Building and testing a hybrid Python/C++ package

UPDATE (2/2/2018): I now think there are better ways to structure a Python package that contains both Python and C++ source code. Please see my follow-up post. I’m leaving this post here for posterity.

For my research, I’ve spent the better part of the last year developing a simulation tool in Python. Python abstracts away things like memory management and type information, making it a great language for working through high-level design decisions. But for simulation software, pure Python is slow. So I’ve taken to a workflow of prototyping in Python and then rewriting portions of the code base into C++ for performance. I’m left with a high-performance Python package that mixes both Python modules and compiled C++-based extension modules. This combination leverages both the simplicity of Python and the efficiency of C++.

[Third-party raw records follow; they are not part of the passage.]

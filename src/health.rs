//! Built-in Kubernetes health-check handlers.
//!
//! | Probe | Path | Question |
//! |---|---|---|
//! | **Liveness** | `/healthz` | Is the process alive? Failure → restart. |
//! | **Readiness** | `/readyz` | Can the pod serve traffic? Failure → pulled from load-balancer. |
//!
//! Register them like any other route:
//!
//! ```rust,no_run
//! use trellis::{Router, health};
//!
//! let app = Router::new()
//!     .get("/healthz", health::liveness)
//!     .get("/readyz", health::readiness);
//! ```
//!
//! Replace `readiness` with your own handler if traffic must be gated on
//! dependency availability (database connections, downstream services).

use crate::{Request, Response};

/// Kubernetes liveness probe handler.
///
/// Always returns `200 OK` with body `"ok"`. If the process can respond to
/// HTTP at all, it is alive — this handler intentionally has no dependencies.
pub async fn liveness(_req: Request) -> Response {
    Response::text("ok")
}

/// Kubernetes readiness probe handler (default implementation).
///
/// Returns `200 OK` with body `"ready"`. Replace this with your own handler
/// if your application needs a warm-up period or must verify dependency
/// health before accepting traffic.
pub async fn readiness(_req: Request) -> Response {
    Response::text("ready")
}
//! The routing tree.
//!
//! One [`Tree`] per HTTP method. Each node matches exactly one slash-delimited
//! path segment, in one of four ways:
//!
//! | Pattern segment  | Kind     | Matches |
//! |------------------|----------|---------|
//! | `users`          | static   | the literal text `users` |
//! | `:name(pattern)` | regex    | a segment `pattern` matches, captured as `name` |
//! | `:name`          | param    | any single segment, captured as `name` |
//! | `*`              | wildcard | the entire remainder of the path |
//!
//! At every node the matcher tries those rules in that order and commits to
//! the first that applies. There is **no backtracking**: if a deeper segment
//! later fails to match, the matcher does not retry a sibling branch at a
//! shallower level. With `/user/:name/profile` and `/user/admin` registered,
//! `/user/admin/profile` is a miss — `admin` binds to the static node, which
//! has no `profile` child. This is deliberate; resolving such overlaps is the
//! route author's job, and it keeps lookup a single root-to-leaf pass.
//!
//! To keep the tree unambiguous, the param, regex, and wildcard children of a
//! node are mutually exclusive, and every conflict is detected at
//! registration time as a [`RouteError`] rather than surfacing as silent
//! mis-routing under traffic.
//!
//! The tree is generic over the stored value. The router instantiates it with
//! a boxed handler; tests use plain integers.

use std::collections::HashMap;

use regex::Regex;

use crate::error::RouteError;

/// How a node matches its path segment.
#[derive(Clone, Copy, Debug, Eq, PartialEq)]
pub(crate) enum SegmentKind {
    Static,
    Regex,
    Param,
    Wildcard,
}

/// One segment's matching rule plus its children.
pub(crate) struct Node<T> {
    kind: SegmentKind,
    /// The declared segment text (`users`, `:id`, `:id([0-9]+)`, `*`).
    /// Used for diagnostics and equality checks, not for matching.
    segment: String,
    /// Binding name for `Param` and `Regex` nodes.
    param_name: Option<String>,
    /// Compiled expression for `Regex` nodes.
    pattern: Option<Regex>,
    /// Set only on nodes that terminate a registered route.
    value: Option<T>,
    static_children: HashMap<String, Node<T>>,
    // At most one of these three may be populated at a time.
    param_child: Option<Box<Node<T>>>,
    regex_child: Option<Box<Node<T>>>,
    wildcard_child: Option<Box<Node<T>>>,
}

/// A successful lookup: the stored value and the captured path parameters.
pub(crate) struct Match<'a, T> {
    pub(crate) value: &'a T,
    pub(crate) params: HashMap<String, String>,
}

/// The routing tree for a single HTTP method.
///
/// Build it with repeated [`insert`](Tree::insert) calls during startup, then
/// only read it. Nothing mutates nodes after registration, so shared lookups
/// need no locking.
pub(crate) struct Tree<T> {
    root: Node<T>,
}

impl<T> Tree<T> {
    pub(crate) fn new() -> Self {
        Self { root: Node::new(SegmentKind::Static, "/") }
    }

    /// Registers `pattern` with `value`, creating intermediate nodes as
    /// needed.
    ///
    /// Fails on malformed patterns and on any registration that would make
    /// matching ambiguous (see [`RouteError`]). A failed call never alters
    /// which routes match: intermediate nodes created before the conflict
    /// point carry no handler and are only reachable as prefixes.
    pub(crate) fn insert(&mut self, pattern: &str, value: T) -> Result<(), RouteError> {
        if pattern.is_empty() {
            return Err(RouteError::Empty);
        }
        if !pattern.starts_with('/') {
            return Err(RouteError::NotAbsolute { pattern: pattern.to_owned() });
        }
        if pattern == "/" {
            if self.root.value.is_some() {
                return Err(RouteError::Duplicate { pattern: pattern.to_owned() });
            }
            self.root.value = Some(value);
            return Ok(());
        }
        if pattern.ends_with('/') {
            return Err(RouteError::TrailingSlash { pattern: pattern.to_owned() });
        }
        if pattern.contains("//") {
            return Err(RouteError::EmptySegment { pattern: pattern.to_owned() });
        }

        let mut node = &mut self.root;
        for segment in pattern[1..].split('/') {
            node = node.child_or_create(segment)?;
        }
        if node.value.is_some() {
            return Err(RouteError::Duplicate { pattern: pattern.to_owned() });
        }
        node.value = Some(value);
        Ok(())
    }

    /// Walks the tree for a concrete request path.
    ///
    /// Returns `None` both when no node matches and when the matched node
    /// carries no value — an intermediate node with children but no handler
    /// of its own is not routable.
    pub(crate) fn at(&self, path: &str) -> Option<Match<'_, T>> {
        if path == "/" {
            return self.root.value.as_ref().map(|value| Match { value, params: HashMap::new() });
        }

        let mut params = HashMap::new();
        let mut node = &self.root;
        for segment in path.trim_matches('/').split('/') {
            match node.child_for(segment) {
                Some(child) => {
                    if let Some(name) = &child.param_name {
                        // Same name at two depths: the deeper capture wins.
                        params.insert(name.clone(), segment.to_owned());
                    }
                    node = child;
                }
                // A wildcard consumes whatever remains of the path.
                None if node.kind == SegmentKind::Wildcard => break,
                None => return None,
            }
        }
        node.value.as_ref().map(|value| Match { value, params })
    }
}

impl<T> Default for Tree<T> {
    fn default() -> Self {
        Self::new()
    }
}
//! # trellis
//!
//! A small HTTP framework built around one idea: an explicit routing tree
//! you can reason about.
//!
//! ## Routing
//!
//! One tree per HTTP method. Each node matches one path segment, in strict
//! priority order:
//!
//! 1. **static** — `users` matches the literal text
//! 2. **regex** — `:id([0-9]+)` matches when the expression does, capturing `id`
//! 3. **param** — `:id` matches any single segment, capturing `id`
//! 4. **wildcard** — `*` consumes the remainder of the path
//!
//! The matcher commits to the first rule that applies and **never
//! backtracks** — lookup is a single root-to-leaf walk, O(segments).
//! Anything that would make that walk ambiguous (a wildcard beside a
//! parameter, two parameter names at one position, a duplicate pattern) is
//! rejected when the route is registered, so misconfiguration stops the
//! process at startup instead of mis-routing traffic at 3 a.m.
//!
//! The table is built before the server starts and never mutated afterwards,
//! which is why concurrent lookups need no locks.
//!
//! ## Quick start
//!
//! ```rust,no_run
//! use trellis::{Method, Request, Response, Router, Server};
//!
//! #[tokio::main]
//! async fn main() {
//!     let app = Router::new()
//!         .on(Method::Get,  "/users/:id", get_user)
//!         .on(Method::Post, "/users",     create_user)
//!         .get("/files/*",                serve_file);
//!
//!     Server::bind("0.0.0.0:3000").serve(app).await.unwrap();
//! }
//!
//! async fn get_user(req: Request) -> Response {
//!     let id = req.param("id").unwrap_or("unknown");
//!     Response::json(format!(r#"{{"id":"{id}"}}"#).into_bytes())
//! }
//!
//! async fn create_user(req: Request) -> Response {
//!     # let bytes: Vec<u8> = vec![];
//!     Response::builder()
//!         .status(trellis::StatusCode::CREATED)
//!         .header("location", "/users/99")
//!         .json(bytes)
//! }
//!
//! async fn serve_file(req: Request) -> Response {
//!     Response::text(format!("would serve {}", req.path()))
//! }
//! ```

mod error;
mod handler;
mod method;
mod request;
mod response;
mod router;
mod server;
mod tree;

pub mod health;

pub use error::{Error, RouteError};
pub use handler::Handler;
pub use http::StatusCode;
pub use method::Method;
pub use request::Request;
pub use response::{ContentType, IntoResponse, Response, ResponseBuilder};
pub use router::Router;
pub use server::Server;
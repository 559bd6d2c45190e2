//! Handler trait and type erasure.
//!
//! The routing tree stores handlers of *different* concrete types in one
//! structure, so each registered `async fn` is erased behind
//! `Arc<dyn ErasedHandler>`:
//!
//! ```text
//! async fn hello(req: Request) -> Response { … }
//!        ↓ router.get("/", hello)
//! hello.into_boxed_handler()            ← Handler blanket impl
//!        ↓ stored as BoxedHandler = Arc<dyn ErasedHandler>
//! handler.call(req) at request time     ← one vtable dispatch
//! ```
//!
//! Per-request cost is one `Arc` clone plus one virtual call — noise next to
//! the network I/O around it.

use std::future::Future;
use std::pin::Pin;
use std::sync::Arc;

use crate::request::Request;
use crate::response::{IntoResponse, Response};

/// A heap-allocated, type-erased future resolving to a [`Response`].
///
/// Pinned because the runtime polls it in place; `Send + 'static` so tokio
/// may move it across worker threads.
pub(crate) type BoxFuture = Pin<Box<dyn Future<Output = Response> + Send + 'static>>;

/// Internal dispatch interface.
///
/// `#[doc(hidden)] pub` rather than `pub(crate)` because it appears in the
/// return type of [`Handler::into_boxed_handler`]. External crates cannot
/// usefully interact with it.
#[doc(hidden)]
pub trait ErasedHandler {
    fn call(&self, req: Request) -> BoxFuture;
}

/// A type-erased handler shared across concurrent requests.
#[doc(hidden)]
pub type BoxedHandler = Arc<dyn ErasedHandler + Send + Sync + 'static>;

/// Implemented for every valid route handler.
///
/// You never implement this yourself. It is automatically satisfied for any
/// `async fn` with the signature:
///
/// ```text
/// async fn name(req: Request) -> impl IntoResponse
/// ```
///
/// The trait is sealed: only the blanket impl below can satisfy it.
pub trait Handler: private::Sealed + Send + Sync + 'static {
    #[doc(hidden)]
    fn into_boxed_handler(self) -> BoxedHandler;
}

mod private {
    pub trait Sealed {}
}

impl<F, Fut, R> private::Sealed for F
where
    F: Fn(Request) -> Fut + Send + Sync + 'static,
    Fut: Future<Output = R> + Send + 'static,
    R: IntoResponse + Send + 'static,
{
}

impl<F, Fut, R> Handler for F
where
    F: Fn(Request) -> Fut + Send + Sync + 'static,
    Fut: Future<Output = R> + Send + 'static,
    R: IntoResponse + Send + 'static,
{
    fn into_boxed_handler(self) -> BoxedHandler {
        Arc::new(FnHandler(self))
    }
}

/// Newtype bridging a concrete handler `F` to the trait-object world.
struct FnHandler<F>(F);

impl<F, Fut, R> ErasedHandler for FnHandler<F>
where
    F: Fn(Request) -> Fut + Send + Sync,
    Fut: Future<Output = R> + Send + 'static,
    R: IntoResponse + Send + 'static,
{
    fn call(&self, req: Request) -> BoxFuture {
        let fut = (self.0)(req);
        Box::pin(async move { fut.await.into_response() })
    }
}
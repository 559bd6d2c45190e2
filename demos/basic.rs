//! Minimal trellis example — CRUD-style JSON endpoints, a regex-constrained
//! route, a wildcard, and health checks.
//!
//! Run with:
//!   RUST_LOG=info cargo run --example basic
//!
//! Try:
//!   curl http://localhost:3000/users/42
//!   curl http://localhost:3000/orders/123          # digits only
//!   curl http://localhost:3000/orders/abc          # 404 — regex miss
//!   curl http://localhost:3000/files/reports/2026/q3.pdf
//!   curl -X POST http://localhost:3000/users \
//!        -H 'content-type: application/json' \
//!        -d '{"name":"alice"}'
//!   curl http://localhost:3000/healthz

use trellis::{Request, Response, Router, Server, StatusCode, health};

#[tokio::main]
async fn main() {
    tracing_subscriber::fmt::init();

    let app = Router::new()
        .get("/users/:id",            get_user)
        .post("/users",               create_user)
        .delete("/users/:id",         delete_user)
        .get("/orders/:id([0-9]+)",   get_order)
        .get("/files/*",              serve_file)
        .get("/healthz",              health::liveness)
        .get("/readyz",               health::readiness);

    Server::bind("0.0.0.0:3000")
        .serve(app)
        .await
        .expect("server error");
}

// GET /users/:id — any segment binds to `id`.
async fn get_user(req: Request) -> Response {
    let id = req.param("id").unwrap_or("unknown");
    Response::json(format!(r#"{{"id":"{id}","name":"alice"}}"#).into_bytes())
}

// POST /users
//
// req.body() is &[u8] — parse with serde_json::from_slice, simd-json, etc.
// trellis does not touch the bytes.
async fn create_user(req: Request) -> Response {
    if req.body().is_empty() {
        return Response::status(StatusCode::BAD_REQUEST);
    }

    Response::builder()
        .status(StatusCode::CREATED)
        .header("location", "/users/99")
        .json(r#"{"id":"99","name":"new_user"}"#.to_owned().into_bytes())
}

// DELETE /users/:id → 204 No Content
async fn delete_user(_req: Request) -> Response {
    Response::status(StatusCode::NO_CONTENT)
}

// GET /orders/:id([0-9]+) — only matches when the segment contains digits.
async fn get_order(req: Request) -> Response {
    let id = req.param("id").unwrap_or("unknown");
    Response::json(format!(r#"{{"order":"{id}"}}"#).into_bytes())
}

// GET /files/* — the wildcard consumes however many segments remain.
async fn serve_file(req: Request) -> Response {
    Response::text(format!("would serve {}", req.path()))
}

Interfacing C++ code with Python has become relatively easy thanks to several libraries. My favorite is pybind11, a header-only C++ library which takes inspiration from Boost.Python but vastly simplifies the syntax. Pybind11 allows you to write Python wrappers (also called bindings) for C++ code and generate a Python extension module with minimal boilerplate code. Going from a module to a proper Python package, however, takes some more work. In my mind, a Python package based on a hybrid Python/C++ code base should include:

The aim of this blog post is to describe how to set up a Python package that meets all of the above requirements with minimal external tools or libraries.

The first part of this post closely follows the pybind11 introductory tutorial and the pybind11/CMake example repository. This post is not meant as an introduction to pybind11. If you’ve never used pybind11 before, it’s worth taking the time now to read through some of the excellent documentation. For Part 1 of this post, I’ll assume a general familiarity with pybind11.

In the second part of this post, I’ll introduce unit testing frameworks for both the Python side and C++ side of our package’s code base. For that, we’ll use Python’s built-in unittest module and the catch C++ library. Lastly, I’ll demonstrate how to stitch these testing frameworks together with Python’s setuptools and setup.py.

All the code presented here has been tested with Python 3.6 and a compiler that supports C++11 on macOS Sierra. C++11 support is required by pybind11, but the Python code and extension modules generated here should work with either Python 2 or 3. The code should also work on Windows, although I have not tested it. All code in this blog post is available as a complete working example in this github repository.

Part 1: A simple pybind11 project

The C++ code

To start, we’ll create a simple pybind11-based Python module. The module will share the same name as our package, python_cpp_example. The directory structure for our package should be familiar to those who have written Python packages before, with a few exceptions, notably lib, build, and CMakeLists.txt:

python_cpp_example/
├── build  # build directory for C++ executables
├── lib  # external C++ libraries
├── python_cpp_example  # source code (Python and C++)
├── setup.py
└── tests  # unit tests (Python and C++)

The build/ directory will contain compiled code generated by our build system. The lib/ directory will contain the C++ libraries needed for our package. Under lib/, download and extract the latest pybind11 release by running the following commands (assuming you’re working in a *nix environment):

wget https://github.com/pybind/pybind11/archive/v2.1.1.tar.gz
tar -xvf v2.1.1.tar.gz
# Copy pybind11 library into our project
cp -r pybind11-2.1.1 python_cpp_example/lib/pybind11

Now we’ll write two simple C++ functions and then wrap them in Python with pybind11. Under python_cpp_example, create three files: math.hpp, math.cpp, and bindings.cpp.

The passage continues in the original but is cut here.